Toilet is gargling ??? Hahahhaa


----------



## Seven-Delta-FortyOne (Mar 5, 2011)

First, p-traps, or any trap for that matter, does not, and cannot, prevent waste-water from entering a structure. It's sole purpose is to prevent sewer _gases_ from entering.

You say it's a basement, but you don't mention a sewage ejector, so I assume there is none.

You could possibly have a clog in the main sewer line. If it was already snaked, getting a camera inspection is probably the best idea.


It's possible that the builder did not have sufficient slope for the basement shower, but installed it anyway, and now it flows backwards, usually when a large volume of water is discharged, and fills the shower. This is most likely an expensive repair.

It's also possible that you have a venting issue, i.e., insufficient venting. The fix for this is to properly vent all fixtures.

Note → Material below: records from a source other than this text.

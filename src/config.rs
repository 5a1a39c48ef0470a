use crate::services::{cartesia, openrouter};
use std::env;
use std::path::Path;
use thiserror::Error;
use tracing::{info, warn};

#[derive(Debug, Error)]
pub enum ConfigError {
    #[error("{0} environment variable is required")]
    MissingVar(&'static str),
}

/// Credentials and tunables for the three external services. All three keys
/// are required; startup fails before any session exists if one is absent.
#[derive(Debug, Clone)]
pub struct ServiceConfig {
    pub deepgram_api_key: String,
    pub cartesia_api_key: String,
    pub openrouter_api_key: String,
    pub llm_model: String,
    pub tts_voice_id: String,
}

impl ServiceConfig {
    pub fn from_env() -> Result<Self, ConfigError> {
        Self::from_lookup(|key| env::var(key).ok())
    }

    pub fn from_lookup(lookup: impl Fn(&str) -> Option<String>) -> Result<Self, ConfigError> {
        let required = |key: &'static str| {
            lookup(key)
                .filter(|value| !value.trim().is_empty())
                .ok_or(ConfigError::MissingVar(key))
        };

        Ok(Self {
            deepgram_api_key: required("DEEPGRAM_API_KEY")?,
            cartesia_api_key: required("CARTESIA_API_KEY")?,
            openrouter_api_key: required("OPENROUTER_API_KEY")?,
            llm_model: lookup("OPENROUTER_MODEL")
                .unwrap_or_else(|| openrouter::DEFAULT_MODEL.to_string()),
            tts_voice_id: lookup("CARTESIA_VOICE_ID")
                .unwrap_or_else(|| cartesia::DEFAULT_VOICE_ID.to_string()),
        })
    }
}

/// Loads variables from an env file when it exists; the process environment
/// always wins.
pub fn load_dotenv(env_file: &Path) {
    if env_file.exists() {
        dotenvy::from_path(env_file).ok();
        info!("Loaded .env from {}", env_file.display());
    } else {
        warn!(
            "no env file at {}, relying on process environment",
            env_file.display()
        );
    }
}
use crate::message::{ConversationMessage, ToolCall};
use crate::services::{CompletionRequest, LanguageModel, LlmReply, ServiceError};
use async_trait::async_trait;
use reqwest::Client;
use serde_json::{json, Value};
use tracing::error;
use url::Url;

pub const DEFAULT_MODEL: &str = "x-ai/grok-4-fast:free";
const DEFAULT_BASE_URL: &str = "https://openrouter.ai/api/v1";
const SERVICE: &str = "openrouter";

/// Chat-completions client for OpenRouter's OpenAI-compatible API, with the
/// current node's functions declared as tools.
#[derive(Debug, Clone)]
pub struct OpenRouterLlm {
    client: Client,
    api_key: String,
    model: String,
    base_url: Url,
}

impl OpenRouterLlm {
    pub fn new(api_key: &str, model: &str) -> Self {
        Self {
            client: Client::new(),
            api_key: api_key.to_string(),
            model: model.to_string(),
            base_url: Url::parse(DEFAULT_BASE_URL).expect("default base url is valid"),
        }
    }

    pub fn with_base_url(mut self, base_url: Url) -> Self {
        self.base_url = base_url;
        self
    }

    fn endpoint(&self) -> String {
        format!(
            "{}/chat/completions",
            self.base_url.as_str().trim_end_matches('/')
        )
    }

    fn build_body(&self, request: &CompletionRequest) -> Value {
        let messages: Vec<Value> = request.messages.iter().map(to_wire).collect();
        let mut body = json!({
            "model": self.model,
            "messages": messages,
        });
        if !request.functions.is_empty() {
            let tools: Vec<Value> = request
                .functions
                .iter()
                .map(|f| {
                    json!({
                        "type": "function",
                        "function": {
                            "name": f.name,
                            "description": f.description,
                            "parameters": f.parameters,
                        }
                    })
                })
                .collect();
            body["tools"] = json!(tools);
        }
        body
    }
}

fn to_wire(message: &ConversationMessage) -> Value {
    match message {
        ConversationMessage::System { content } => json!({"role": "system", "content": content}),
        ConversationMessage::User { content } => json!({"role": "user", "content": content}),
        ConversationMessage::Assistant { content } => {
            json!({"role": "assistant", "content": content})
        }
        ConversationMessage::ToolRequest { call } => json!({
            "role": "assistant",
            "content": Value::Null,
            "tool_calls": [{
                "id": call.id(),
                "type": "function",
                "function": {
                    "name": call.name(),
                    "arguments": call.arguments().to_string(),
                }
            }]
        }),
        ConversationMessage::ToolResponse { call_id, name, result } => json!({
            "role": "tool",
            "tool_call_id": call_id,
            "name": name,
            "content": result.to_string(),
        }),
    }
}

fn parse_reply(body: &Value) -> Result<LlmReply, ServiceError> {
    let message = body.pointer("/choices/0/message").ok_or_else(|| {
        ServiceError::BadResponse {
            service: SERVICE,
            details: "response missing choices[0].message".to_string(),
        }
    })?;

    if let Some(call) = message.pointer("/tool_calls/0") {
        let id = call.pointer("/id").and_then(Value::as_str).unwrap_or("call_0");
        let name = call
            .pointer("/function/name")
            .and_then(Value::as_str)
            .ok_or_else(|| ServiceError::BadResponse {
                service: SERVICE,
                details: "tool call missing function name".to_string(),
            })?;
        let raw_args = call
            .pointer("/function/arguments")
            .and_then(Value::as_str)
            .unwrap_or("{}");
        let arguments: Value =
            serde_json::from_str(raw_args).map_err(|e| ServiceError::BadResponse {
                service: SERVICE,
                details: format!("tool call arguments are not valid JSON: {e}"),
            })?;
        return Ok(LlmReply::FunctionCall(ToolCall::new(id, name, arguments)));
    }

    match message.pointer("/content").and_then(Value::as_str) {
        Some(content) => Ok(LlmReply::Utterance(content.to_string())),
        None => Err(ServiceError::BadResponse {
            service: SERVICE,
            details: "message carries neither content nor tool calls".to_string(),
        }),
    }
}

#[async_trait]
impl LanguageModel for OpenRouterLlm {
    async fn complete(&self, request: CompletionRequest) -> Result<LlmReply, ServiceError> {
        let body = self.build_body(&request);
        let resp = self
            .client
            .post(self.endpoint())
            .bearer_auth(&self.api_key)
            .json(&body)
            .send()
            .await
            .map_err(|e| ServiceError::Request {
                service: SERVICE,
                details: e.to_string(),
            })?;

        if !resp.status().is_success() {
            let status = resp.status();
            let text = resp.text().await.unwrap_or_else(|_| "<no body>".to_string());
            error!("OpenRouter error ({status}): {text}");
            return Err(ServiceError::BadResponse {
                service: SERVICE,
                details: format!("status {status}: {text}"),
            });
        }

        let json: Value = resp.json().await.map_err(|e| ServiceError::BadResponse {
            service: SERVICE,
            details: format!("invalid response body: {e}"),
        })?;
        parse_reply(&json)
    }
}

You may just want to have someone who is fluent in plumbing systems look at it. It takes a lot of experience and technical knowledge to properly troubleshoot complex problems.




Delta


----------



## Inner10 (Mar 12, 2009)

PerfectCntng said:


> Thanks to all that offered a sensible tip and I also thanks those who made me laugh. Both were well accepted. After more research, I have a feeling the waste vent mY have something to do with it as well. Now I'm hearing a gargle sound when flushing the first floor bathroom just above it. Hopefully the vent is the problem and I can move on. Otherwise it Gives me a reason to bring in the sledge hammer. Hammer time! So the two main sewer lines were snaked about 2 weeks ago. But the guy who snaked it said wow!! I got scared for a minute the water piled up in the sewer hole when he asked me to flush the toilet when he flushed it. It was a local sewer company. Perhaps I have a developing problem with the main? But he did say it's all good now! Lol you know that can a bunch of things! maybe he figured he didn't want to spend the night playing with Du-du. Lol. But yeah back to the toilet, the main sewer line is below the shower pan drain. Again the first floor toilet seems to back in shower in the basement.


The gurgling occurs when your main is backed up to high hell. I had the same thing happen. Call a plumber had have them jet and scope the main to determine the problem.


----------